Despite major advances in artificial intelligence over the past decade, there are substantial challenges preventing current methods from impacting cancer research and care. For example, there may be limited data from which to learn (especially true in rare cancers such as multiple myeloma); there is often significant heterogeneity in patients’ disease stage and presentation at diagnosis; treatment strategies can vary widely; and symptoms and complications are not always recorded. To address these challenges, Dr. David Sontag and his team at the Massachusetts Institute of Technology (MIT) are developing machine learning and artificial intelligence algorithms that can learn models of cancer progression and treatment effectiveness directly from observational data found in disease registries and electronic medical records.
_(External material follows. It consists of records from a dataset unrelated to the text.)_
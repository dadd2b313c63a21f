use crate::error::{MintError, Result};
use crate::types::Cur8Amount;
use aicurate_ledger::WalletAddress;
use chrono::{DateTime, Duration, NaiveDate, Utc};
use std::collections::HashMap;
use std::sync::Arc;
use tokio::sync::RwLock;
use tracing::{debug, info};

#[derive(Debug, Clone)]
struct WalletWindow {
    day: NaiveDate,
    minted_today: u64,
    /// Tokens reserved by in-flight mints, counted against the ceiling so
    /// two concurrent requests cannot both pass the limit check.
    reserved: u64,
    /// Outstanding reservations. The cooldown treats each as a provisional
    /// mint, so a second request cannot slip in before the first commits.
    inflight: u32,
    last_mint_at: Option<DateTime<Utc>>,
}

impl WalletWindow {
    fn fresh(day: NaiveDate) -> Self {
        Self {
            day,
            minted_today: 0,
            reserved: 0,
            inflight: 0,
            last_mint_at: None,
        }
    }
}

/// Per-wallet daily ceiling and cooldown. Check-then-reserve happens under
/// a single write lock; quota is committed only after the chain call
/// succeeds and released when it fails.
pub struct RateLimiter {
    daily_limit: u64,
    cooldown: Duration,
    windows: Arc<RwLock<HashMap<WalletAddress, WalletWindow>>>,
}

impl RateLimiter {
    pub fn new(daily_limit: u64, cooldown_secs: u64) -> Self {
        Self {
            daily_limit,
            cooldown: Duration::seconds(cooldown_secs as i64),
            windows: Arc::new(RwLock::new(HashMap::new())),
        }
    }

    pub async fn reserve(&self, wallet: WalletAddress, tokens: Cur8Amount) -> Result<()> {
        self.reserve_at(wallet, tokens, Utc::now()).await
    }

    pub async fn commit(&self, wallet: WalletAddress, tokens: Cur8Amount) {
        self.commit_at(wallet, tokens, Utc::now()).await
    }

    pub(crate) async fn reserve_at(
        &self,
        wallet: WalletAddress,
        tokens: Cur8Amount,
        now: DateTime<Utc>,
    ) -> Result<()> {
        let mut windows = self.windows.write().await;
        let today = now.date_naive();

        let window = windows
            .entry(wallet)
            .or_insert_with(|| WalletWindow::fresh(today));

        // The ceiling resets at UTC midnight; the cooldown carries over.
        if window.day != today {
            let last = window.last_mint_at;
            *window = WalletWindow::fresh(today);
            window.last_mint_at = last;
        }

        if self.cooldown > Duration::zero() && window.inflight > 0 {
            // A reservation is a provisional mint; if it commits the caller
            // would be inside the cooldown anyway.
            let retry_after_secs = self.cooldown.num_seconds().max(1) as u64;
            debug!(
                wallet = %wallet,
                inflight = window.inflight,
                "Mint rejected: reservation outstanding"
            );
            return Err(MintError::RateLimited { retry_after_secs });
        }

        if let Some(last) = window.last_mint_at {
            let elapsed = now - last;
            if elapsed < self.cooldown {
                let retry_after_secs = (self.cooldown - elapsed).num_seconds().max(1) as u64;
                debug!(
                    wallet = %wallet,
                    retry_after_secs,
                    "Mint rejected: cooldown active"
                );
                return Err(MintError::RateLimited { retry_after_secs });
            }
        }

        let committed_and_inflight = window.minted_today + window.reserved;
        if committed_and_inflight + tokens.value() > self.daily_limit {
            let midnight = today
                .succ_opt()
                .and_then(|d| d.and_hms_opt(0, 0, 0))
                .map(|dt| dt.and_utc())
                .unwrap_or(now);
            let retry_after_secs = (midnight - now).num_seconds().max(1) as u64;
            debug!(
                wallet = %wallet,
                minted_today = window.minted_today,
                reserved = window.reserved,
                requested = tokens.value(),
                daily_limit = self.daily_limit,
                "Mint rejected: daily ceiling reached"
            );
            return Err(MintError::RateLimited { retry_after_secs });
        }

        window.reserved += tokens.value();
        window.inflight += 1;
        debug!(
            wallet = %wallet,
            reserved = window.reserved,
            minted_today = window.minted_today,
            "🔒 Mint quota reserved"
        );
        Ok(())
    }

    pub(crate) async fn commit_at(
        &self,
        wallet: WalletAddress,
        tokens: Cur8Amount,
        now: DateTime<Utc>,
    ) {
        let mut windows = self.windows.write().await;
        if let Some(window) = windows.get_mut(&wallet) {
            window.reserved = window.reserved.saturating_sub(tokens.value());
            window.inflight = window.inflight.saturating_sub(1);
            window.minted_today += tokens.value();
            window.last_mint_at = Some(now);
            info!(
                wallet = %wallet,
                minted_today = window.minted_today,
                daily_limit = self.daily_limit,
                "✅ Mint quota committed"
            );
        }
    }

    /// Release a reservation after a failed chain call so a transient
    /// failure does not burn the wallet's daily allowance.
    pub async fn release(&self, wallet: WalletAddress, tokens: Cur8Amount) {
        let mut windows = self.windows.write().await;
        if let Some(window) = windows.get_mut(&wallet) {
            window.reserved = window.reserved.saturating_sub(tokens.value());
            window.inflight = window.inflight.saturating_sub(1);
            debug!(wallet = %wallet, reserved = window.reserved, "🔓 Mint quota released");
        }
    }
}

#[cfg(test)]
mod tests {
    use super::*;
    use chrono::TimeZone;

    fn wallet(byte: u8) -> WalletAddress {
        WalletAddress::from_bytes([byte; 20])
    }

    fn at(h: u32, m: u32) -> DateTime<Utc> {
        Utc.with_ymd_and_hms(2026, 8, 30, h, m, 0).unwrap()
    }

    #[tokio::test]
    async fn test_daily_ceiling_counts_reservations() {
        let limiter = RateLimiter::new(10, 0);
        let w = wallet(1);

        limiter.reserve_at(w, Cur8Amount::new(6), at(9, 0)).await.unwrap();
        // 6 reserved + 5 requested > 10: rejected even though nothing is
        // committed yet.
        let err = limiter
            .reserve_at(w, Cur8Amount::new(5), at(9, 0))
            .await
            .unwrap_err();
        assert!(matches!(err, MintError::RateLimited { .. }));

        limiter.reserve_at(w, Cur8Amount::new(4), at(9, 0)).await.unwrap();
    }

    #[tokio::test]
    async fn test_release_frees_quota() {
        let limiter = RateLimiter::new(5, 0);
        let w = wallet(2);

        limiter.reserve_at(w, Cur8Amount::new(5), at(10, 0)).await.unwrap();
        assert!(limiter
            .reserve_at(w, Cur8Amount::new(1), at(10, 0))
            .await
            .is_err());

        limiter.release(w, Cur8Amount::new(5)).await;
        limiter.reserve_at(w, Cur8Amount::new(5), at(10, 0)).await.unwrap();
    }

    #[tokio::test]
    async fn test_cooldown_after_commit() {
        let limiter = RateLimiter::new(100, 3600);
        let w = wallet(3);

        limiter.reserve_at(w, Cur8Amount::new(1), at(8, 0)).await.unwrap();
        limiter.commit_at(w, Cur8Amount::new(1), at(8, 0)).await;

        let err = limiter
            .reserve_at(w, Cur8Amount::new(1), at(8, 30))
            .await
            .unwrap_err();
        match err {
            MintError::RateLimited { retry_after_secs } => {
                assert_eq!(retry_after_secs, 1800);
            }
            other => panic!("expected RateLimited, got {:?}", other),
        }

        limiter.reserve_at(w, Cur8Amount::new(1), at(9, 0)).await.unwrap();
    }

    #[tokio::test]
    async fn test_window_resets_at_midnight() {
        let limiter = RateLimiter::new(5, 0);
        let w = wallet(4);

        limiter.reserve_at(w, Cur8Amount::new(5), at(23, 0)).await.unwrap();
        limiter.commit_at(w, Cur8Amount::new(5), at(23, 0)).await;
        assert!(limiter
            .reserve_at(w, Cur8Amount::new(1), at(23, 30))
            .await
            .is_err());

        let next_day = Utc.with_ymd_and_hms(2026, 8, 31, 0, 5, 0).unwrap();
        limiter
            .reserve_at(w, Cur8Amount::new(5), next_day)
            .await
            .unwrap();
    }

    #[tokio::test]
    async fn test_failed_mint_keeps_cooldown_clear() {
        let limiter = RateLimiter::new(10, 3600);
        let w = wallet(5);

        // Reserve then release (failed chain call): no cooldown starts.
        limiter.reserve_at(w, Cur8Amount::new(2), at(12, 0)).await.unwrap();
        limiter.release(w, Cur8Amount::new(2)).await;

        limiter.reserve_at(w, Cur8Amount::new(2), at(12, 1)).await.unwrap();
    }

    #[tokio::test]
    async fn test_concurrent_reservations_respect_ceiling() {
        let limiter = Arc::new(RateLimiter::new(10, 0));
        let w = wallet(6);

        let mut handles = Vec::new();
        for _ in 0..10 {
            let limiter = limiter.clone();
            handles.push(tokio::spawn(
                async move { limiter.reserve(w, Cur8Amount::new(2)).await },
            ));
        }

        let mut granted = 0;
        for handle in handles {
            if handle.await.unwrap().is_ok() {
                granted += 1;
            }
        }
        // 10 tokens of ceiling, 2 per request: exactly 5 may pass.
        assert_eq!(granted, 5);
    }

    #[tokio::test]
    async fn test_outstanding_reservation_activates_cooldown() {
        let limiter = RateLimiter::new(100, 3600);
        let w = wallet(7);

        limiter.reserve_at(w, Cur8Amount::new(1), at(8, 0)).await.unwrap();

        // The first reservation has not committed yet; a second request at
        // the same instant must still hit the cooldown.
        let err = limiter
            .reserve_at(w, Cur8Amount::new(1), at(8, 0))
            .await
            .unwrap_err();
        match err {
            MintError::RateLimited { retry_after_secs } => {
                assert_eq!(retry_after_secs, 3600);
            }
            other => panic!("expected RateLimited, got {:?}", other),
        }

        // Released reservation clears it again.
        limiter.release(w, Cur8Amount::new(1)).await;
        limiter.reserve_at(w, Cur8Amount::new(1), at(8, 1)).await.unwrap();
    }

    #[tokio::test]
    async fn test_concurrent_reservations_respect_cooldown() {
        let limiter = Arc::new(RateLimiter::new(100, 3600));
        let w = wallet(8);

        let mut handles = Vec::new();
        for _ in 0..8 {
            let limiter = limiter.clone();
            handles.push(tokio::spawn(
                async move { limiter.reserve(w, Cur8Amount::new(1)).await },
            ));
        }

        let mut granted = 0;
        for handle in handles {
            if handle.await.unwrap().is_ok() {
                granted += 1;
            }
        }
        assert_eq!(granted, 1);
    }
}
The group will be able to capitalize on data from thousands of patients followed over many years, accessing significantly richer data than are typically available in any one randomized clinical trial.  New methods developed will result in personalized treatment paradigms, personalized predictions of prognosis, improved clinical trial designs, earlier diagnosis of the cancer, its progression and complications, and new possibilities for drug targets. Software will be released free and open source under an MIT License to fully reproduce results with the twin goals of enabling other machine learning researchers to improve the methods and facilitating cancer researchers to adapt the methods to new settings. David and his research group believe that this work will open the door to machine learning methods being applied much more widely to cancer datasets.

published research

Hussain Z, De Brouwer E, Boiarsky R, Setty S, Gupta N, Liu G, Li C, Srimani J, Zhang J, Labotka R, Sontag D. Joint AI-driven event prediction and longitudinal modeling in newly diagnosed and relapsed multiple myeloma. NPJ Digit Med. 2024.

Boiarsky R, Haradhvala NJ, Alberge JB, Sklavenitis-Pistofidis R, Mouhieddine TH, Zavidij O, Shih MC, Firer D, Miller M, El-Khoury H, Anand SK, Aguet F, Sontag D, Ghobrial IM, Getz G. Single cell characterization of myeloma and its precursor conditions reveals transcriptional signatures of early tumorigenesis. Nat Commun. 2022.